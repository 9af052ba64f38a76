mod cmd;
mod logging;

use std::path::PathBuf;

use clap::{Parser, Subcommand};
use inkvault_core::config::ConfigLoader;
use inkvault_core::{Workspace, WorkspaceOptions};

#[derive(Debug, Parser)]
#[command(name = "ikv", version, about = "Local note-vault backend")]
struct Cli {
    /// Config file (defaults to $XDG_CONFIG_HOME/inkvault/config.toml)
    #[arg(long, global = true)]
    config: Option<PathBuf>,

    /// Override the vault base path from the config
    #[arg(long, global = true)]
    base_path: Option<PathBuf>,

    /// Emit JSON instead of plain text
    #[arg(long, global = true)]
    json: bool,

    #[command(subcommand)]
    command: Commands,
}

#[derive(Debug, Subcommand)]
enum Commands {
    /// Vault lifecycle
    #[command(subcommand)]
    Vault(VaultCmd),

    /// Note lifecycle
    #[command(subcommand)]
    Note(NoteCmd),

    /// Ranked full-text search within a vault
    Search { vault: String, query: String },

    /// Titles referenced by a note, in order of appearance
    Links { vault: String, title: String },

    /// Titles of notes linking to the given title
    Backlinks { vault: String, title: String },

    /// Render a vault's link graph as Graphviz DOT
    Graph { vault: String },

    /// Rebuild a vault's index from the notes on disk
    Reindex { vault: String },

    /// Render markdown to display HTML (argument, or stdin if omitted)
    Render { content: Option<String> },

    /// Plain-text projection of markdown (argument, or stdin if omitted)
    Plain { content: Option<String> },

    /// Dispatch a raw wire request, e.g.
    /// '{"command":"read_note","vault":"Notes","title":"Todo"}'
    Request { payload: String },
}

#[derive(Debug, Subcommand)]
enum VaultCmd {
    /// Create and register a vault
    Create {
        name: String,
        /// Storage root parent; the configured base path when omitted
        #[arg(long)]
        at: Option<PathBuf>,
    },
    /// List vault names in registration order
    List,
    /// Delete a vault, its notes and all derived state
    Delete { name: String },
}

#[derive(Debug, Subcommand)]
enum NoteCmd {
    /// Create or overwrite a note (content argument, or stdin if omitted)
    Create { vault: String, title: String, content: Option<String> },
    /// Print a note's raw content
    Read { vault: String, title: String },
    /// Delete a note
    Delete { vault: String, title: String },
    /// List note titles in a vault
    List { vault: String },
}

fn main() -> color_eyre::Result<()> {
    color_eyre::install()?;

    let cli = Cli::parse();

    let rc = ConfigLoader::load(cli.config.as_deref())?;
    logging::init(&rc.logging);

    let mut options = WorkspaceOptions::from(&rc);
    if let Some(base_path) = cli.base_path {
        options.base_path = base_path;
    }
    let workspace = Workspace::open(&options)?;

    match cli.command {
        Commands::Vault(VaultCmd::Create { name, at }) => {
            cmd::vault::create(&workspace, &name, at.as_deref())
        }
        Commands::Vault(VaultCmd::List) => cmd::vault::list(&workspace, cli.json),
        Commands::Vault(VaultCmd::Delete { name }) => {
            cmd::vault::delete(&workspace, &name)
        }
        Commands::Note(NoteCmd::Create { vault, title, content }) => {
            cmd::note::create(&workspace, &vault, &title, content)
        }
        Commands::Note(NoteCmd::Read { vault, title }) => {
            cmd::note::read(&workspace, &vault, &title)
        }
        Commands::Note(NoteCmd::Delete { vault, title }) => {
            cmd::note::delete(&workspace, &vault, &title)
        }
        Commands::Note(NoteCmd::List { vault }) => {
            cmd::note::list(&workspace, &vault, cli.json)
        }
        Commands::Search { vault, query } => {
            cmd::query::search(&workspace, &vault, &query, cli.json)
        }
        Commands::Links { vault, title } => {
            cmd::query::links(&workspace, &vault, &title, cli.json)
        }
        Commands::Backlinks { vault, title } => {
            cmd::query::backlinks(&workspace, &vault, &title, cli.json)
        }
        Commands::Graph { vault } => cmd::query::graph(&workspace, &vault),
        Commands::Reindex { vault } => cmd::query::reindex(&workspace, &vault),
        Commands::Render { content } => cmd::markup::render(&workspace, content),
        Commands::Plain { content } => cmd::markup::plain(&workspace, content),
        Commands::Request { payload } => cmd::request::run(&workspace, &payload),
    }
}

::::::

◆ ABOUT THIS TASK
Only the lines containing "Parser" are needed; pull them out of the listing.

◆ RESULT OF THIS EXERCISE
use clap::{Parser, Subcommand};
#[derive(Debug, Parser)]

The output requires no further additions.